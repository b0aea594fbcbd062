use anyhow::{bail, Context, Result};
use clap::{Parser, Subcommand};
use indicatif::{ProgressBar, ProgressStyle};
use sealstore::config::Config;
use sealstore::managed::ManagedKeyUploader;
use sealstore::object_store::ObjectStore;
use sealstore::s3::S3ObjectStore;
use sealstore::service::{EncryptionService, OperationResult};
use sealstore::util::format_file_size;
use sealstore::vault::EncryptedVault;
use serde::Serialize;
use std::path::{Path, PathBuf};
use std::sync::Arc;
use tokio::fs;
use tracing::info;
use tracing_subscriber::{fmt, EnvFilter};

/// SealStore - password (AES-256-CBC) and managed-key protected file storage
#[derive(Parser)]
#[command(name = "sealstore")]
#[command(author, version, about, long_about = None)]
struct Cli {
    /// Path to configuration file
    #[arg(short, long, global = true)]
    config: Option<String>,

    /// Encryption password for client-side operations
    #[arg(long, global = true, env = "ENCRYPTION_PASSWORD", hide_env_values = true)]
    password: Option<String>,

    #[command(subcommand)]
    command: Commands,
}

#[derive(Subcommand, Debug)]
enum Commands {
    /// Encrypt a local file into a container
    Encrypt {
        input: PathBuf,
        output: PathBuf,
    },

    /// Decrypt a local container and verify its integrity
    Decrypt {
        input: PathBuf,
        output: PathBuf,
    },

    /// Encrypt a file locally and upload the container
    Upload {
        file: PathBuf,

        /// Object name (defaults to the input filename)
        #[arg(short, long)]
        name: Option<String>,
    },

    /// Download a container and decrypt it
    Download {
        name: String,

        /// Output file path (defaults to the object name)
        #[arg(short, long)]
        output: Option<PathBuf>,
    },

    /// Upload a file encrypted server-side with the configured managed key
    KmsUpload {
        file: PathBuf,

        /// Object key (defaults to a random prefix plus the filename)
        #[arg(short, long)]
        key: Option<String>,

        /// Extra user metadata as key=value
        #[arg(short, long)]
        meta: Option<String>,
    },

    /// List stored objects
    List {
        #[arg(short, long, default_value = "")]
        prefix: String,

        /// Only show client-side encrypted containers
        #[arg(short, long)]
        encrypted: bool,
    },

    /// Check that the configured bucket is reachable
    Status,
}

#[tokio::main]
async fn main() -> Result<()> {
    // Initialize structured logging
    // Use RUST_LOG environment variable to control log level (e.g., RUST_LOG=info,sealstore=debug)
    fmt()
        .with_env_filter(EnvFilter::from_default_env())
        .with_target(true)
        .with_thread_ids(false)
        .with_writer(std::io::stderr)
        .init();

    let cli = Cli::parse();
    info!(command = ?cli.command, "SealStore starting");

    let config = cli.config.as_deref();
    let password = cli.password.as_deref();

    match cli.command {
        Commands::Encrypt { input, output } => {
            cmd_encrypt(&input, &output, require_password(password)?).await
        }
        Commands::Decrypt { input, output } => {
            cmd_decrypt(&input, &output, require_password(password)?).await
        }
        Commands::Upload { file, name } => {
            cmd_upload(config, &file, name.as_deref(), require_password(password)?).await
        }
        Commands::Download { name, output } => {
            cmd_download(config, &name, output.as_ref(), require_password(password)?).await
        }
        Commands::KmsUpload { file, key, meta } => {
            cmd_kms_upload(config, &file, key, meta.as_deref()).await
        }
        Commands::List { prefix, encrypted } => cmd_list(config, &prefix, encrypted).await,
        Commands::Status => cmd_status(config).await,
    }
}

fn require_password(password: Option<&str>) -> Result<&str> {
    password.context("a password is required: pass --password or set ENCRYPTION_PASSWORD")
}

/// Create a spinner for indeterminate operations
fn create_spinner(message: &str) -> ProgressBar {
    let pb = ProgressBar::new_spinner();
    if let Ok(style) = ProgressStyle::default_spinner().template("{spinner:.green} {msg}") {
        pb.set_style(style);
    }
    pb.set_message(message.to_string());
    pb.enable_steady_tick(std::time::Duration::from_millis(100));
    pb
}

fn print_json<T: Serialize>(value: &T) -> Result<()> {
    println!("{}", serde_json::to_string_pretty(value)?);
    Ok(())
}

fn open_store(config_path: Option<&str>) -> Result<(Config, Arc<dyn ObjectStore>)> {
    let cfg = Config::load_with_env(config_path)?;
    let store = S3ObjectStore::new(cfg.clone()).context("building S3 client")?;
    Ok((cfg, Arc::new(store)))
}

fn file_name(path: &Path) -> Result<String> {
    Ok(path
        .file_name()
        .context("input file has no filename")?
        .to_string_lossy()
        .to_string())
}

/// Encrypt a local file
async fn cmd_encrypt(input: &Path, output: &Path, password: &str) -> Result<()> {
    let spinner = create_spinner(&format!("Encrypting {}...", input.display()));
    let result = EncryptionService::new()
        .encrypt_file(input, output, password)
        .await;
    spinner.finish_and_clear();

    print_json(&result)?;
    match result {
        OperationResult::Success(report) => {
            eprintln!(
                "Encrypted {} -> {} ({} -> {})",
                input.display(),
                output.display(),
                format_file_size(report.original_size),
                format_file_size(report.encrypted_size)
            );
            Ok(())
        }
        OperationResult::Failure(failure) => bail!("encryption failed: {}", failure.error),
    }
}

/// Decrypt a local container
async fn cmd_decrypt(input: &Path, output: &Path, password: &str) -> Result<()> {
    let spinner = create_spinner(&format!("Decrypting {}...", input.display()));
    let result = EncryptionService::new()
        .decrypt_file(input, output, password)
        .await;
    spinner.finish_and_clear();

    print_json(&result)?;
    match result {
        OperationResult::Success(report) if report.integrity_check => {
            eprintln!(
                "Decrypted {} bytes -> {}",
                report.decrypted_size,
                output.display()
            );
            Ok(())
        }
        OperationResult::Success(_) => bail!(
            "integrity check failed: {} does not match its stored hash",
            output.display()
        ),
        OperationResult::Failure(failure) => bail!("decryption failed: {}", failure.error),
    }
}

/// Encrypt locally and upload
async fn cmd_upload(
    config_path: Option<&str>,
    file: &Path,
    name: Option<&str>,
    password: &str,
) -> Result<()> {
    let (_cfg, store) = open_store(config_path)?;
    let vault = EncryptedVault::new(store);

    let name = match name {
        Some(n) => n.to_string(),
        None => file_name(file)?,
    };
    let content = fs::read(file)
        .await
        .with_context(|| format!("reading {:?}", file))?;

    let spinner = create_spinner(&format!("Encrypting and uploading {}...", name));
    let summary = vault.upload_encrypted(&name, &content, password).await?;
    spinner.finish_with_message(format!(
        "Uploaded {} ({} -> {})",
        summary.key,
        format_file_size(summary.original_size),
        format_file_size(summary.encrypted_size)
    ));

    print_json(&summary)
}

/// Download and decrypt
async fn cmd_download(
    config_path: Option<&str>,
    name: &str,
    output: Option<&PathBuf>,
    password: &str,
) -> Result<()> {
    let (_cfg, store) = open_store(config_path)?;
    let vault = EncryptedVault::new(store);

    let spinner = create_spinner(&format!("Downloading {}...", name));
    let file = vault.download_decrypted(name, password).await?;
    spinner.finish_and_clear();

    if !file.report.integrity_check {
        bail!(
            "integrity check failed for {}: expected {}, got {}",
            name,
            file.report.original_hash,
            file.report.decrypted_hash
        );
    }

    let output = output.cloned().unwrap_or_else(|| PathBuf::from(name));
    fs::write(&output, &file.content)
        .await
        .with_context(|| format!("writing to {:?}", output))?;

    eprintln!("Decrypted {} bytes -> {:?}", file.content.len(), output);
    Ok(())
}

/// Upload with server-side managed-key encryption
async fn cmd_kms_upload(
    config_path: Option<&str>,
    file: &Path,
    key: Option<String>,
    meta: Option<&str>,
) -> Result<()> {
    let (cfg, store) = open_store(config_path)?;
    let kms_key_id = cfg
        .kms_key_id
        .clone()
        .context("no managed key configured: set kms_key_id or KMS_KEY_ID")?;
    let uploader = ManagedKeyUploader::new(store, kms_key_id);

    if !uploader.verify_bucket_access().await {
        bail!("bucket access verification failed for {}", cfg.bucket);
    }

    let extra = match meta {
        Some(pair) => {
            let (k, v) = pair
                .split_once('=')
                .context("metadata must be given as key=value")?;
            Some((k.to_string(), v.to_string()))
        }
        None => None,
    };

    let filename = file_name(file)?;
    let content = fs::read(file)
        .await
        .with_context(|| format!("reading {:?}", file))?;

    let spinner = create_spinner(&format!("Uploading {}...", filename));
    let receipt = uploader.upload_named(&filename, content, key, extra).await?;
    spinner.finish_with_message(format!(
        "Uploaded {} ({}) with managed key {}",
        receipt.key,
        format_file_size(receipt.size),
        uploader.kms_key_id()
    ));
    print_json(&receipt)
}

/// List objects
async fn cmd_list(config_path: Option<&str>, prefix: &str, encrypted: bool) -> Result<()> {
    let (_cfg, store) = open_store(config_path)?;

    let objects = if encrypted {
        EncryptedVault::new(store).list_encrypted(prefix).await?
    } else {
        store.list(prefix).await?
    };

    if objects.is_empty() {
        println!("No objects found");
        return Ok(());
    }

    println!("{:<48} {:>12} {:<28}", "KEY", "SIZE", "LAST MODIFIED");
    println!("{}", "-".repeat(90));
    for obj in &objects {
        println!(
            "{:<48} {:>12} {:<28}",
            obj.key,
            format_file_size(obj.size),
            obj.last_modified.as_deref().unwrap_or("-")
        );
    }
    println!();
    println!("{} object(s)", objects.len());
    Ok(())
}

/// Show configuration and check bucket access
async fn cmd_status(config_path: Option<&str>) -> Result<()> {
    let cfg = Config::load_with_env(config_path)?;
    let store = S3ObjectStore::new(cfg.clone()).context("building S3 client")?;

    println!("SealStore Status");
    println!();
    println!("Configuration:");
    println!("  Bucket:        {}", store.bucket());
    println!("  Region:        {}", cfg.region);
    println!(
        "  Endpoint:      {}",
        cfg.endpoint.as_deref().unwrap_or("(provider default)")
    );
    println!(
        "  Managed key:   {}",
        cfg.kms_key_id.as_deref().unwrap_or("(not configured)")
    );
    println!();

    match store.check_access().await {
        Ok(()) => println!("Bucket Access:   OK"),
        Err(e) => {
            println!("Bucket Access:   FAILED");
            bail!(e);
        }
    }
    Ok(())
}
◆ ◆ ◆ ◆
(The task): In the listing above, find the line containing "Encrypt locally and upload" and the line containing "access verification failed", then repeat those two lines and everything between them exactly.

(Exercise result):
/// Encrypt locally and upload
async fn cmd_upload(
    config_path: Option<&str>,
    file: &Path,
    name: Option<&str>,
    password: &str,
) -> Result<()> {
    let (_cfg, store) = open_store(config_path)?;
    let vault = EncryptedVault::new(store);

    let name = match name {
        Some(n) => n.to_string(),
        None => file_name(file)?,
    };
    let content = fs::read(file)
        .await
        .with_context(|| format!("reading {:?}", file))?;

    let spinner = create_spinner(&format!("Encrypting and uploading {}...", name));
    let summary = vault.upload_encrypted(&name, &content, password).await?;
    spinner.finish_with_message(format!(
        "Uploaded {} ({} -> {})",
        summary.key,
        format_file_size(summary.original_size),
        format_file_size(summary.encrypted_size)
    ));

    print_json(&summary)
}

/// Download and decrypt
async fn cmd_download(
    config_path: Option<&str>,
    name: &str,
    output: Option<&PathBuf>,
    password: &str,
) -> Result<()> {
    let (_cfg, store) = open_store(config_path)?;
    let vault = EncryptedVault::new(store);

    let spinner = create_spinner(&format!("Downloading {}...", name));
    let file = vault.download_decrypted(name, password).await?;
    spinner.finish_and_clear();

    if !file.report.integrity_check {
        bail!(
            "integrity check failed for {}: expected {}, got {}",
            name,
            file.report.original_hash,
            file.report.decrypted_hash
        );
    }

    let output = output.cloned().unwrap_or_else(|| PathBuf::from(name));
    fs::write(&output, &file.content)
        .await
        .with_context(|| format!("writing to {:?}", output))?;

    eprintln!("Decrypted {} bytes -> {:?}", file.content.len(), output);
    Ok(())
}

/// Upload with server-side managed-key encryption
async fn cmd_kms_upload(
    config_path: Option<&str>,
    file: &Path,
    key: Option<String>,
    meta: Option<&str>,
) -> Result<()> {
    let (cfg, store) = open_store(config_path)?;
    let kms_key_id = cfg
        .kms_key_id
        .clone()
        .context("no managed key configured: set kms_key_id or KMS_KEY_ID")?;
    let uploader = ManagedKeyUploader::new(store, kms_key_id);

    if !uploader.verify_bucket_access().await {
        bail!("bucket access verification failed for {}", cfg.bucket);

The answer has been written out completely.